Dataset entries:
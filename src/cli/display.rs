// src/cli/display.rs
use crate::store::ConsistencyIssue;
use crate::types::Edge;
use colored::Colorize;
use std::fmt::Write;

const NO_FOLLOWERS: &str = "No followers yet.";
const NO_FOLLOWING: &str = "You are not following anyone yet.";

#[must_use]
pub fn format_followers(names: &[&str]) -> String {
    format_list("Followers", names, NO_FOLLOWERS)
}

#[must_use]
pub fn format_following(names: &[&str]) -> String {
    format_list("Following", names, NO_FOLLOWING)
}

#[must_use]
pub fn format_suggestions(names: &[&str]) -> String {
    format_list("You could follow", names, "Nobody left to follow.")
}

/// Lists the directory, marking the selected user.
#[must_use]
pub fn format_users(names: &[&str], selected: Option<&str>) -> String {
    let mut out = format!("{} ({})\n", "Users".bold(), names.len());
    for name in names {
        if Some(*name) == selected {
            let _ = writeln!(out, "  {} {}", "*".green(), name.green());
        } else {
            let _ = writeln!(out, "    {name}");
        }
    }
    out
}

fn format_list(title: &str, names: &[&str], empty: &str) -> String {
    if names.is_empty() {
        return format!("{}\n", empty.dimmed());
    }

    let mut out = format!("{} ({})\n", title.bold(), names.len());
    for name in names {
        let _ = writeln!(out, "  {name}");
    }
    out
}

pub fn print_profile(username: &str, following: &[&str], followers: &[&str]) {
    println!("{}", format!("@{username}").bold());
    println!(
        "   Following: {}   Followers: {}\n",
        following.len(),
        followers.len()
    );
    print!("{}", format_following(following));
    println!();
    print!("{}", format_followers(followers));
}

pub fn print_edges(edges: &[Edge]) {
    if edges.is_empty() {
        println!("{}", "No follow relations yet.".dimmed());
        return;
    }
    for edge in edges {
        println!("{} {} {}", edge.follower, "->".dimmed(), edge.followed);
    }
}

pub fn print_repairs(issues: &[ConsistencyIssue]) {
    eprintln!(
        "{} Store was inconsistent; repaired {} issue(s):",
        "warning:".yellow().bold(),
        issues.len()
    );
    for issue in issues {
        eprintln!("    {} {issue}", "~".yellow());
    }
}

pub fn print_check_header(path: &str) {
    println!("\n{} {}", "Consistency check".bold(), path.dimmed());
    println!("{}\n", "-".repeat(40));
}

pub fn print_issue(issue: &ConsistencyIssue) {
    println!("  {} {issue}", "✗".red());
}

#[cfg(test)]
mod tests {
    use super::*;

    #[test]
    fn empty_lists_use_friendly_messages() {
        assert!(format_followers(&[]).contains("No followers yet."));
        assert!(format_following(&[]).contains("You are not following anyone yet."));
    }

    #[test]
    fn lists_one_name_per_line() {
        let text = format_following(&["Ama", "Siaw"]);
        assert!(text.contains("  Ama\n"));
        assert!(text.contains("  Siaw\n"));
    }
}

WORK TASK: Gather all lines with the string "const" from the data.

RESPONSE BELOW:
const NO_FOLLOWERS: &str = "No followers yet.";
const NO_FOLLOWING: &str = "You are not following anyone yet.";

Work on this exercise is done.